Michelle Yu, spokeswoman for the Honolulu Police Department, did not return emails from FoxNews.com for comment.

But a key Honolulu police source said there are questions about Allenby’s story, including whether he was even attacked, since his injuries, two extensive scrapes on his forehead and nose, look as though they came from a fall, not a beating.

In addition, the HPD official questioned why Allenby didn’t call police to the scene, and why his story continues to change.

The Guardian reports that Allenby initially claimed he was abducted in a parking lot, not from the street, by a group of unknown men, after they allegedly told him his friends were downstairs.

Allenby said he believed it was a targeted attack by people "jealous" of him, but he didn’t name any suspects.
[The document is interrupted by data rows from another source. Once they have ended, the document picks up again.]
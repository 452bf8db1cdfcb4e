//! Cache keys
//!
//! Keys are strings or integer-valued numbers, stored under their textual
//! form. `1` and `"1"` therefore address the same entry.

use std::fmt;

use crate::error::{CacheError, Result};
use crate::value::Value;

/// A validated cache key.
#[derive(Debug, Clone, PartialEq, Eq, Hash)]
pub enum Key {
    Str(String),
    Int(i64),
}

impl Key {
    /// The textual form the store is keyed by.
    pub fn storage_key(&self) -> String {
        self.to_string()
    }

    /// Empty string or zero.
    pub fn is_falsy(&self) -> bool {
        match self {
            Key::Str(s) => s.is_empty(),
            Key::Int(i) => *i == 0,
        }
    }
}

impl fmt::Display for Key {
    fn fmt(&self, f: &mut fmt::Formatter<'_>) -> fmt::Result {
        match self {
            Key::Str(s) => f.write_str(s),
            Key::Int(i) => write!(f, "{}", i),
        }
    }
}

// == AsKey ==
/// Anything that may be offered as a key. Conversion fails with `EKEYTYPE`
/// naming the runtime type when the input is not a string or an
/// integer-valued number.
pub trait AsKey {
    fn to_key(&self) -> Result<Key>;

    /// Falsy keys short-circuit `ttl` and `get_ttl` before type validation.
    fn is_falsy(&self) -> bool {
        self.to_key().map(|key| key.is_falsy()).unwrap_or(false)
    }
}

impl<T: AsKey + ?Sized> AsKey for &T {
    fn to_key(&self) -> Result<Key> {
        (**self).to_key()
    }

    fn is_falsy(&self) -> bool {
        (**self).is_falsy()
    }
}

impl AsKey for Key {
    fn to_key(&self) -> Result<Key> {
        Ok(self.clone())
    }
}

impl AsKey for str {
    fn to_key(&self) -> Result<Key> {
        Ok(Key::Str(self.to_string()))
    }
}

impl AsKey for String {
    fn to_key(&self) -> Result<Key> {
        Ok(Key::Str(self.clone()))
    }
}

macro_rules! int_key {
    ($($ty:ty),*) => {
        $(
            impl AsKey for $ty {
                fn to_key(&self) -> Result<Key> {
                    Ok(i64::try_from(*self)
                        .map(Key::Int)
                        .unwrap_or_else(|_| Key::Str(self.to_string())))
                }
            }
        )*
    };
}

int_key!(i32, i64, u32, u64, usize);

impl AsKey for f64 {
    fn to_key(&self) -> Result<Key> {
        if !self.is_finite() || self.fract() != 0.0 {
            return Err(CacheError::key_type("number"));
        }
        if self.abs() < i64::MAX as f64 {
            Ok(Key::Int(*self as i64))
        } else {
            Ok(Key::Str(large_integer_text(*self)))
        }
    }

    fn is_falsy(&self) -> bool {
        *self == 0.0 || self.is_nan()
    }
}

/// Decimal text of an integral float beyond the `i64` range: plain digits
/// below 1e21, exponent form (`1e+21`) from there on.
fn large_integer_text(n: f64) -> String {
    if n.abs() < 1e21 {
        format!("{}", n)
    } else {
        let text = format!("{:e}", n);
        match text.split_once('e') {
            Some((mantissa, exponent)) if !exponent.starts_with('-') => {
                format!("{}e+{}", mantissa, exponent)
            }
            _ => text,
        }
    }
}

impl AsKey for bool {
    fn to_key(&self) -> Result<Key> {
        Err(CacheError::key_type("boolean"))
    }

    fn is_falsy(&self) -> bool {
        !*self
    }
}

impl AsKey for Value {
    fn to_key(&self) -> Result<Key> {
        match self {
            Value::String(s) => Ok(Key::Str(s.clone())),
            Value::Number(n) => n.to_key(),
            other => Err(CacheError::key_type(other.type_of())),
        }
    }

    fn is_falsy(&self) -> bool {
        !self.is_truthy()
    }
}

// == KeyList ==
/// An ordered sequence of keys for the batch operations. Validates every key
/// before any is used.
pub trait KeyList {
    fn to_keys(&self) -> Result<Vec<Key>>;
}

impl<T: KeyList + ?Sized> KeyList for &T {
    fn to_keys(&self) -> Result<Vec<Key>> {
        (**self).to_keys()
    }
}

impl<K: AsKey> KeyList for [K] {
    fn to_keys(&self) -> Result<Vec<Key>> {
        self.iter().map(AsKey::to_key).collect()
    }
}

impl<K: AsKey> KeyList for Vec<K> {
    fn to_keys(&self) -> Result<Vec<Key>> {
        self.as_slice().to_keys()
    }
}

impl<K: AsKey, const N: usize> KeyList for [K; N] {
    fn to_keys(&self) -> Result<Vec<Key>> {
        self.as_slice().to_keys()
    }
}

impl KeyList for Value {
    fn to_keys(&self) -> Result<Vec<Key>> {
        match self {
            Value::Array(items) => items.read().iter().map(AsKey::to_key).collect(),
            _ => Err(CacheError::KeysType),
        }
    }
}

// == Batch Entry ==
/// One element of an `mset` batch. Key and TTL stay dynamic so the whole
/// batch can be validated before anything is written.
#[derive(Debug, Clone)]
pub struct BatchEntry {
    pub key: Value,
    pub val: Value,
    pub ttl: Option<Value>,
}

impl BatchEntry {
    pub fn new(key: impl Into<Value>, val: impl Into<Value>) -> Self {
        Self {
            key: key.into(),
            val: val.into(),
            ttl: None,
        }
    }

    pub fn with_ttl(mut self, ttl: impl Into<Value>) -> Self {
        self.ttl = Some(ttl.into());
        self
    }

    /// Numeric TTL in seconds, if one was given.
    ///
    /// A present, truthy, non-numeric TTL is an `ETTLTYPE` error; a falsy
    /// non-numeric one falls back to the default TTL.
    pub fn resolved_ttl(&self) -> Result<Option<f64>> {
        match &self.ttl {
            None => Ok(None),
            Some(Value::Number(n)) => Ok(Some(*n)),
            Some(other) if other.is_truthy() => Err(CacheError::TtlType),
            Some(_) => Ok(None),
        }
    }
}
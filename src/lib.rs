//! Memo Cache - An in-process key/value cache
//!
//! Provides per-entry TTL expiration, hit/miss and size statistics, deep-clone
//! isolation of stored values and change notifications.

pub mod api;
pub mod cache;
pub mod clone;
pub mod config;
pub mod error;
pub mod events;
mod tasks;
pub mod value;

pub use api::{Cache, LegacyCallbacks};
pub use cache::{AsKey, BatchEntry, CacheStats, Key, KeyList};
pub use clone::{clone_prototype, deep_clone, deep_clone_with, CloneOptions};
pub use config::Config;
pub use error::{CacheError, Result};
pub use events::{CacheEvent, EventKind, SubscriptionId};
pub use value::Value;
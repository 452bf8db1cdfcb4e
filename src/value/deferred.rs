//! Deferred values
//!
//! A settle-once cell standing in for a pending asynchronous result. Reactions
//! registered with [`Deferred::on_settle`] run exactly once, synchronously with
//! the settling call (or immediately when registered on an already settled
//! cell). `async` callers wait with [`Deferred::settled`].

use std::fmt;
use std::sync::Arc;

use parking_lot::Mutex;
use tokio::sync::Notify;

use super::Value;

/// Fulfilment value or rejection reason.
pub type Outcome = std::result::Result<Value, Value>;

type Reaction = Box<dyn FnOnce(&Outcome) + Send>;

enum State {
    Pending(Vec<Reaction>),
    Settled(Outcome),
}

struct Inner {
    state: Mutex<State>,
    notify: Notify,
}

/// Shared handle to a deferred value.
#[derive(Clone)]
pub struct Deferred {
    inner: Arc<Inner>,
}

impl Deferred {
    /// Creates a pending deferred.
    pub fn new() -> Self {
        Self {
            inner: Arc::new(Inner {
                state: Mutex::new(State::Pending(Vec::new())),
                notify: Notify::new(),
            }),
        }
    }

    /// Creates an already fulfilled deferred.
    pub fn resolved(value: impl Into<Value>) -> Self {
        let deferred = Self::new();
        deferred.resolve(value.into());
        deferred
    }

    /// Creates an already rejected deferred.
    pub fn rejected(reason: impl Into<Value>) -> Self {
        let deferred = Self::new();
        deferred.reject(reason.into());
        deferred
    }

    /// Fulfils the deferred. Returns `false` if it was already settled.
    pub fn resolve(&self, value: Value) -> bool {
        self.settle(Ok(value))
    }

    /// Rejects the deferred. Returns `false` if it was already settled.
    pub fn reject(&self, reason: Value) -> bool {
        self.settle(Err(reason))
    }

    fn settle(&self, outcome: Outcome) -> bool {
        let reactions = {
            let mut state = self.inner.state.lock();
            if matches!(*state, State::Settled(_)) {
                return false;
            }
            match std::mem::replace(&mut *state, State::Settled(outcome.clone())) {
                State::Pending(reactions) => reactions,
                State::Settled(_) => Vec::new(),
            }
        };

        self.inner.notify.notify_waiters();
        for reaction in reactions {
            reaction(&outcome);
        }
        true
    }

    /// Returns the outcome once settled.
    pub fn outcome(&self) -> Option<Outcome> {
        match &*self.inner.state.lock() {
            State::Pending(_) => None,
            State::Settled(outcome) => Some(outcome.clone()),
        }
    }

    pub fn is_pending(&self) -> bool {
        matches!(*self.inner.state.lock(), State::Pending(_))
    }

    /// Registers a reaction to run once the deferred settles.
    pub fn on_settle<F>(&self, reaction: F)
    where
        F: FnOnce(&Outcome) + Send + 'static,
    {
        let outcome = {
            let mut state = self.inner.state.lock();
            match &mut *state {
                State::Pending(reactions) => {
                    reactions.push(Box::new(reaction));
                    return;
                }
                State::Settled(outcome) => outcome.clone(),
            }
        };
        reaction(&outcome);
    }

    /// Waits until the deferred settles.
    pub async fn settled(&self) -> Outcome {
        loop {
            let notified = self.inner.notify.notified();
            if let Some(outcome) = self.outcome() {
                return outcome;
            }
            notified.await;
        }
    }

    /// Reference identity.
    pub fn ptr_eq(&self, other: &Deferred) -> bool {
        Arc::ptr_eq(&self.inner, &other.inner)
    }

    pub(crate) fn identity(&self) -> usize {
        Arc::as_ptr(&self.inner) as *const () as usize
    }
}

impl Default for Deferred {
    fn default() -> Self {
        Self::new()
    }
}

impl fmt::Debug for Deferred {
    fn fmt(&self, f: &mut fmt::Formatter<'_>) -> fmt::Result {
        let state = match &*self.inner.state.lock() {
            State::Pending(_) => "pending",
            State::Settled(Ok(_)) => "fulfilled",
            State::Settled(Err(_)) => "rejected",
        };
        write!(f, "Deferred {{ <{}> }}", state)
    }
}

#[cfg(test)]
mod tests {
    use super::*;
    use std::sync::atomic::{AtomicUsize, Ordering};
    use std::time::Duration;

    #[test]
    fn test_settles_once() {
        let deferred = Deferred::new();
        assert!(deferred.is_pending());
        assert!(deferred.resolve(Value::from(1)));
        assert!(!deferred.reject(Value::from("late")));
        assert_eq!(deferred.outcome(), Some(Ok(Value::from(1))));
    }

    #[test]
    fn test_reactions_run_on_settle_and_when_late() {
        let calls = Arc::new(AtomicUsize::new(0));
        let deferred = Deferred::new();

        let counter = calls.clone();
        deferred.on_settle(move |_| {
            counter.fetch_add(1, Ordering::SeqCst);
        });
        assert_eq!(calls.load(Ordering::SeqCst), 0);

        deferred.reject(Value::from("boom"));
        assert_eq!(calls.load(Ordering::SeqCst), 1);

        let counter = calls.clone();
        deferred.on_settle(move |outcome| {
            assert!(outcome.is_err());
            counter.fetch_add(1, Ordering::SeqCst);
        });
        assert_eq!(calls.load(Ordering::SeqCst), 2);
    }

    #[tokio::test]
    async fn test_settled_waits_for_resolution() {
        let deferred = Deferred::new();
        let producer = deferred.clone();

        tokio::spawn(async move {
            tokio::time::sleep(Duration::from_millis(20)).await;
            producer.resolve(Value::from("done"));
        });

        assert_eq!(deferred.settled().await, Ok(Value::from("done")));
    }
}
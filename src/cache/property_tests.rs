//! Property-Based Tests for Cache Module
//!
//! Uses proptest to check the store's bookkeeping over arbitrary operation
//! sequences.

use proptest::prelude::*;
use std::collections::HashSet;
use std::thread::sleep;
use std::time::Duration;

use crate::cache::{CacheStats, CacheStore};
use crate::clone::deep_clone;
use crate::config::Config;
use crate::value::Value;

// == Strategies ==
/// Generates valid string keys
fn valid_key_strategy() -> impl Strategy<Value = String> {
    "[a-zA-Z0-9_]{1,64}".prop_map(|s| s)
}

/// Generates values of the shapes the size heuristic distinguishes
fn value_strategy() -> impl Strategy<Value = Value> {
    let leaf = prop_oneof![
        Just(Value::Null),
        any::<bool>().prop_map(Value::from),
        any::<i32>().prop_map(Value::from),
        "[a-zA-Z0-9 ]{0,32}".prop_map(Value::from),
    ];
    leaf.prop_recursive(3, 24, 4, |inner| {
        prop_oneof![
            prop::collection::vec(inner.clone(), 0..4).prop_map(Value::new_array),
            prop::collection::vec(("[a-z]{1,6}", inner), 0..4).prop_map(Value::new_object),
        ]
    })
}

/// Generates a sequence of cache operations for testing
#[derive(Debug, Clone)]
enum CacheOp {
    Set { key: String, value: Value },
    Get { key: String },
    Delete { key: String },
    Take { key: String },
}

fn cache_op_strategy() -> impl Strategy<Value = CacheOp> {
    prop_oneof![
        (valid_key_strategy(), value_strategy())
            .prop_map(|(key, value)| CacheOp::Set { key, value }),
        valid_key_strategy().prop_map(|key| CacheOp::Get { key }),
        valid_key_strategy().prop_map(|key| CacheOp::Delete { key }),
        valid_key_strategy().prop_map(|key| CacheOp::Take { key }),
    ]
}

proptest! {
    #![proptest_config(ProptestConfig::with_cases(100))]

    // Hits and misses count lookups; keys tracks the stored entry count.
    #[test]
    fn prop_statistics_accuracy(ops in prop::collection::vec(cache_op_strategy(), 1..50)) {
        let mut store = CacheStore::new(Config::default());
        let mut expected_hits: u64 = 0;
        let mut expected_misses: u64 = 0;

        for op in ops {
            match op {
                CacheOp::Set { key, value } => {
                    store.set(&key, value, None).unwrap();
                }
                CacheOp::Get { key } => {
                    match store.get(&key).unwrap() {
                        Some(_) => expected_hits += 1,
                        None => expected_misses += 1,
                    }
                }
                CacheOp::Delete { key } => {
                    store.del(&key).unwrap();
                }
                CacheOp::Take { key } => {
                    match store.take(&key).unwrap() {
                        Some(_) => expected_hits += 1,
                        None => expected_misses += 1,
                    }
                }
            }
        }

        let stats = store.stats();
        prop_assert_eq!(stats.hits, expected_hits, "Hits mismatch");
        prop_assert_eq!(stats.misses, expected_misses, "Misses mismatch");
        prop_assert_eq!(stats.keys, store.len() as i64, "Key count mismatch");
    }

    // Deleting every stored key restores ksize and vsize exactly.
    #[test]
    fn prop_size_accounting_round_trip(
        entries in prop::collection::vec((valid_key_strategy(), value_strategy()), 1..40)
    ) {
        let mut store = CacheStore::new(Config::default());

        for (key, value) in &entries {
            store.set(key, value.clone(), None).unwrap();
        }
        let keys: Vec<String> = entries
            .iter()
            .map(|(key, _)| key.clone())
            .collect::<HashSet<_>>()
            .into_iter()
            .collect();
        prop_assert_eq!(store.stats().keys, keys.len() as i64);

        prop_assert_eq!(store.del_many(&keys).unwrap(), keys.len());
        let stats = store.stats();
        prop_assert_eq!((stats.keys, stats.ksize, stats.vsize), (0, 0, 0));
    }

    // Stored values come back structurally equal.
    #[test]
    fn prop_roundtrip_storage(key in valid_key_strategy(), value in value_strategy()) {
        let mut store = CacheStore::new(Config::default());

        store.set(&key, value.clone(), None).unwrap();

        let retrieved = store.get(&key).unwrap();
        prop_assert_eq!(retrieved, Some(value), "Round-trip value mismatch");
    }

    // A deep clone is structurally equal to its source.
    #[test]
    fn prop_clone_preserves_structure(value in value_strategy()) {
        let copy = deep_clone(&value);
        prop_assert!(copy.deep_eq(&value));
    }

    #[test]
    fn prop_overwrite_semantics(
        key in valid_key_strategy(),
        value1 in value_strategy(),
        value2 in value_strategy()
    ) {
        let mut store = CacheStore::new(Config::default());

        store.set(&key, value1, None).unwrap();
        let after_first = store.stats();
        store.set(&key, value2.clone(), None).unwrap();

        prop_assert_eq!(store.get(&key).unwrap(), Some(value2.clone()));
        prop_assert_eq!(store.len(), 1, "Should have exactly one entry after overwrite");
        prop_assert_eq!(store.stats().keys, after_first.keys);
        prop_assert_eq!(store.stats().vsize, store.value_size(&value2));
    }

    // With a key cap, the store never holds more than max_keys entries.
    #[test]
    fn prop_capacity_enforcement(
        entries in prop::collection::vec((valid_key_strategy(), value_strategy()), 1..200)
    ) {
        let max_keys = 50;
        let mut store = CacheStore::new(Config::default().with_max_keys(max_keys));

        for (key, value) in entries {
            let _ = store.set(&key, value, None);
            prop_assert!(
                store.len() as i64 <= max_keys,
                "Cache size {} exceeds max {}",
                store.len(),
                max_keys
            );
        }
    }

    #[test]
    fn prop_flush_all_resets(
        entries in prop::collection::vec((valid_key_strategy(), value_strategy()), 0..20)
    ) {
        let mut store = CacheStore::new(Config::default());
        for (key, value) in entries {
            store.set(&key, value, None).unwrap();
        }
        store.flush_all();

        prop_assert!(store.is_empty());
        prop_assert_eq!(store.stats(), CacheStats::new());
    }
}

// Separate proptest block with fewer cases for time-sensitive TTL tests
proptest! {
    #![proptest_config(ProptestConfig::with_cases(5))]

    #[test]
    fn prop_ttl_expiration_behavior(
        key in valid_key_strategy(),
        value in value_strategy()
    ) {
        let mut store = CacheStore::new(Config::default());

        store.set(&key, value.clone(), Some(0.2)).unwrap();

        prop_assert_eq!(store.get(&key).unwrap(), Some(value), "Value should match before expiration");

        sleep(Duration::from_millis(300));

        prop_assert_eq!(store.get(&key).unwrap(), None, "Entry should not be found after TTL expires");
        prop_assert_eq!(store.stats().keys, 0);
    }
}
Charade Keane, a homeless woman who lives in the area, found Allenby just a block away, kitty-corner from the bar, where she said she rescued him from two homeless men who were harassing him. He initially said he had been taken six blocks away. She told the media that she heard Allenby arguing with the men, and offering to give them $500 to get his wallet returned.

Keane told several media outlets that she had flagged down a retired military officer who paid for Allenby to be driven by cab back to the Kahala Hotel.

Some of Keane’s story conflicted with Allenby’s.

For example, she denied Allenby’s claims that she told him that he was dumped out of a car trunk onto the sidewalk.

He initially said he only knew he was dumped from a car “because a homeless woman found me and told me she saw a few guys pull up and throw me out of the car. That is where I got the scrapes above my eye from the sidewalk.”

After she denied telling him this, he sent a text to the Golf Channel claiming the woman who helped him was “getting paid” to change the story, adding, "It's such a shame that people are focusing on whether the story is true. I say you only have to look at me to see the truth."

On Monday, he asked police to help him track down Keane to reward her with $1,000 for helping to save him, according to the Sydney Morning Herald.

Hawaii News Now said police are also looking into whether his credit card was used to buy liquor in a Waikiki store, which was captured on surveillance video.

“There are so many twists in the story, it is like peeling an onion,” said Michael W. Perry, of KSSK Radio, Hawaii’s most popular morning radio personality. “There is so much we don’t know, like what happened to his friends and where was he for two hours . . . Saturday.”

Callers to KSSK radio speculated on what happened to Allenby, Perry said.

“People love mysteries like this," Perry said. "We’ve even heard the story that he’d been abducted by aliens by now.”